→ What the task asks:
Each line of the records that holds the word "reqwest" should be copied out.

Dataset entries: Begin

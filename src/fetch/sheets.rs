// src/fetch/sheets.rs
//! Google Sheets v4 REST client.

use anyhow::{anyhow, Context, Result};
use reqwest::blocking::Client;
use serde::Deserialize;
use serde_json::Value;
use std::{thread::sleep, time::Duration};
use tracing::{debug, error, instrument, warn};
use url::Url;

use super::auth::CredentialProvider;
use super::{SheetInfo, SheetSource};

const API_BASE: &str = "https://sheets.googleapis.com/v4/spreadsheets/";
const MAX_RETRIES: u32 = 3;
const INITIAL_BACKOFF_MS: u64 = 500;
pub const REQUEST_TIMEOUT: Duration = Duration::from_secs(60);

/// `Title!A1:ZZ` with the title quoted the way A1 notation expects.
pub fn a1_range(title: &str, columns: &str) -> String {
    format!("'{}'!{}", title.replace('\'', "''"), columns)
}

/// Renders a JSON cell as the text a user sees.
pub fn cell_text(v: &Value) -> String {
    match v {
        Value::Null => String::new(),
        Value::String(s) => s.clone(),
        Value::Bool(b) => (if *b { "TRUE" } else { "FALSE" }).to_string(),
        other => other.to_string(),
    }
}

#[derive(Deserialize)]
struct SpreadsheetMeta {
    #[serde(default)]
    sheets: Vec<SheetEntry>,
}

#[derive(Deserialize)]
struct SheetEntry {
    properties: SheetProperties,
}

#[derive(Deserialize)]
struct SheetProperties {
    title: String,
    #[serde(default)]
    hidden: bool,
}

#[derive(Deserialize)]
struct ValueRange {
    #[serde(default)]
    values: Vec<Vec<Value>>,
}

pub struct GoogleSheets<C: CredentialProvider> {
    client: Client,
    credentials: C,
    base: Url,
}

impl<C: CredentialProvider> GoogleSheets<C> {
    pub fn new(client: Client, credentials: C) -> Result<Self> {
        Ok(Self {
            client,
            credentials,
            base: Url::parse(API_BASE)?,
        })
    }

    fn url(&self, segments: &[&str]) -> Result<Url> {
        let mut url = self.base.clone();
        url.path_segments_mut()
            .map_err(|_| anyhow!("API base cannot carry a path"))?
            .pop_if_empty()
            .extend(segments);
        Ok(url)
    }

    fn get_json_core<T: for<'de> Deserialize<'de>>(&self, url: &Url) -> Result<T> {
        debug!(%url, "GET");
        let token = self.credentials.access_token()?;
        self.client
            .get(url.clone())
            .bearer_auth(token)
            .send()
            .with_context(|| format!("GET {} failed", url))?
            .error_for_status()
            .with_context(|| format!("Non-success status {}", url))?
            .json()
            .with_context(|| format!("Decoding JSON from {}", url))
    }

    fn get_json_with_retry<T: for<'de> Deserialize<'de>>(&self, url: &Url) -> Result<T> {
        let mut attempts = 0;
        loop {
            match self.get_json_core(url) {
                Ok(v) => return Ok(v),
                Err(e) if attempts < MAX_RETRIES && is_retryable(&e) => {
                    attempts += 1;
                    let backoff = INITIAL_BACKOFF_MS * 2u64.pow(attempts - 1);
                    warn!(%url, attempt = attempts, delay_ms = backoff, error = %e, "Retrying");
                    sleep(Duration::from_millis(backoff));
                }
                Err(e) => {
                    error!(%url, error = %e, "Giving up");
                    return Err(e);
                }
            }
        }
    }
}

/// Transport errors, 429 and 5xx are worth another attempt.
fn is_retryable(e: &anyhow::Error) -> bool {
    match e.downcast_ref::<reqwest::Error>() {
        Some(re) => match re.status() {
            Some(status) => status.as_u16() == 429 || status.is_server_error(),
            None => re.is_timeout() || re.is_connect() || re.is_request(),
        },
        None => false,
    }
}

impl<C: CredentialProvider> SheetSource for GoogleSheets<C> {
    #[instrument(level = "debug", skip(self))]
    fn list_sheets(&self, doc_id: &str) -> Result<Vec<SheetInfo>> {
        let mut url = self.url(&[doc_id])?;
        url.query_pairs_mut()
            .append_pair("fields", "sheets.properties(title,hidden)");
        let meta: SpreadsheetMeta = self.get_json_with_retry(&url)?;
        Ok(meta
            .sheets
            .into_iter()
            .map(|s| SheetInfo {
                title: s.properties.title,
                hidden: s.properties.hidden,
            })
            .collect())
    }

    #[instrument(level = "debug", skip(self))]
    fn get_values(&self, doc_id: &str, title: &str, columns: &str) -> Result<Vec<Vec<String>>> {
        let range = a1_range(title, columns);
        let url = self.url(&[doc_id, "values", &range])?;
        let body: ValueRange = self.get_json_with_retry(&url)?;
        Ok(body
            .values
            .iter()
            .map(|row| row.iter().map(cell_text).collect())
            .collect())
    }
}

Dataset entries: End

→ Task result:
use reqwest::blocking::Client;
    match e.downcast_ref::<reqwest::Error>() {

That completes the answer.